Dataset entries
- - - - -
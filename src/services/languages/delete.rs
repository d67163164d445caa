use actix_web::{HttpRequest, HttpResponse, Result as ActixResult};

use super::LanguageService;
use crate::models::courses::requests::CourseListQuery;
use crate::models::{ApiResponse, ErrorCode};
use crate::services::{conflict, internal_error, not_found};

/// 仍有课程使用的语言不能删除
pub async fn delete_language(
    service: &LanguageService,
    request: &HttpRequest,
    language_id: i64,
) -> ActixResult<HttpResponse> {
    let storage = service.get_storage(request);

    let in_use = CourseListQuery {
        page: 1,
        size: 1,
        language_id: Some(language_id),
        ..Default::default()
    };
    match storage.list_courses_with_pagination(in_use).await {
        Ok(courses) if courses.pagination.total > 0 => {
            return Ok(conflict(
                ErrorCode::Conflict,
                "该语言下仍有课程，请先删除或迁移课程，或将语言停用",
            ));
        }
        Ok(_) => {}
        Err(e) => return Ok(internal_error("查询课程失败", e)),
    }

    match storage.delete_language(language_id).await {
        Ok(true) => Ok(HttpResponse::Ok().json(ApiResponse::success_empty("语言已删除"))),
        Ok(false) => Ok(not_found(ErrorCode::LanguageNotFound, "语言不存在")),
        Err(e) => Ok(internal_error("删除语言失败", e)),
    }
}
- - - - -
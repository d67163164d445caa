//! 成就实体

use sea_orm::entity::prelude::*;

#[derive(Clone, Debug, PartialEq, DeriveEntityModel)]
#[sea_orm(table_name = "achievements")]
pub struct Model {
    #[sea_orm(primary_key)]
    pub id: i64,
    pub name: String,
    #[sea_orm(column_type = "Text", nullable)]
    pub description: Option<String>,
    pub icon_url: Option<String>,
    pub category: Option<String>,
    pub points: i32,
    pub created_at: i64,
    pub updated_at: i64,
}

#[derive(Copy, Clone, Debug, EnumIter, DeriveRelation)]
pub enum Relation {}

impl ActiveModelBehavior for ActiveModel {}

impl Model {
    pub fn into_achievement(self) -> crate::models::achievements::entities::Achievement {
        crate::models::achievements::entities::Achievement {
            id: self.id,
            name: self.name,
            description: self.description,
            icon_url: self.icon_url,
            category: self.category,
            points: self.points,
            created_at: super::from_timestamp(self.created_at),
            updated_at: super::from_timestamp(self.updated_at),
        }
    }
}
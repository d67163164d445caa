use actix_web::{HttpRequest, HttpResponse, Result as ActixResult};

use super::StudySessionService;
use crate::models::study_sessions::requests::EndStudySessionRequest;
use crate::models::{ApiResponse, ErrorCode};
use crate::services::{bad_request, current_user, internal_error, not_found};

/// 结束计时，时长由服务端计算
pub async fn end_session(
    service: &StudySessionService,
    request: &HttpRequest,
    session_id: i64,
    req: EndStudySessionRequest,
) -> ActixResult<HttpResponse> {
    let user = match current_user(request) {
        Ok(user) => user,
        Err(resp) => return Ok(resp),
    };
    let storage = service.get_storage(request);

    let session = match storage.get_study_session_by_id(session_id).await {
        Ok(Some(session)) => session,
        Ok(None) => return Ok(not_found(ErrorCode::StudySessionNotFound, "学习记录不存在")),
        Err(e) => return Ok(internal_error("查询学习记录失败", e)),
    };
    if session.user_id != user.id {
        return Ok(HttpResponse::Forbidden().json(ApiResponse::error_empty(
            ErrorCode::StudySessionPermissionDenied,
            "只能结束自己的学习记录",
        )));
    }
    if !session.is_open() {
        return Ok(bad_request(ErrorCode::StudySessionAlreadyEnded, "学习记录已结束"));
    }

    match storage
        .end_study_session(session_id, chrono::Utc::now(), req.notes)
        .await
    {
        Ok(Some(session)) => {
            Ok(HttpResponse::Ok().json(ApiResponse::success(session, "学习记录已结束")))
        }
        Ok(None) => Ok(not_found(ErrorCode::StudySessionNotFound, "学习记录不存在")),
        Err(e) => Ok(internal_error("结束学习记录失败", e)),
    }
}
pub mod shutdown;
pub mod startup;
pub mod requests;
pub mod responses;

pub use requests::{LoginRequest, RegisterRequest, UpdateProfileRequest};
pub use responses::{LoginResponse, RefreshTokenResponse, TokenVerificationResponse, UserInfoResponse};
- - - - -
Write out each line above containing "models".

use crate::models::courses::requests::CourseListQuery;
use crate::models::{ApiResponse, ErrorCode};
    pub fn into_achievement(self) -> crate::models::achievements::entities::Achievement {
        crate::models::achievements::entities::Achievement {
use crate::models::study_sessions::requests::EndStudySessionRequest;
use crate::models::{ApiResponse, ErrorCode};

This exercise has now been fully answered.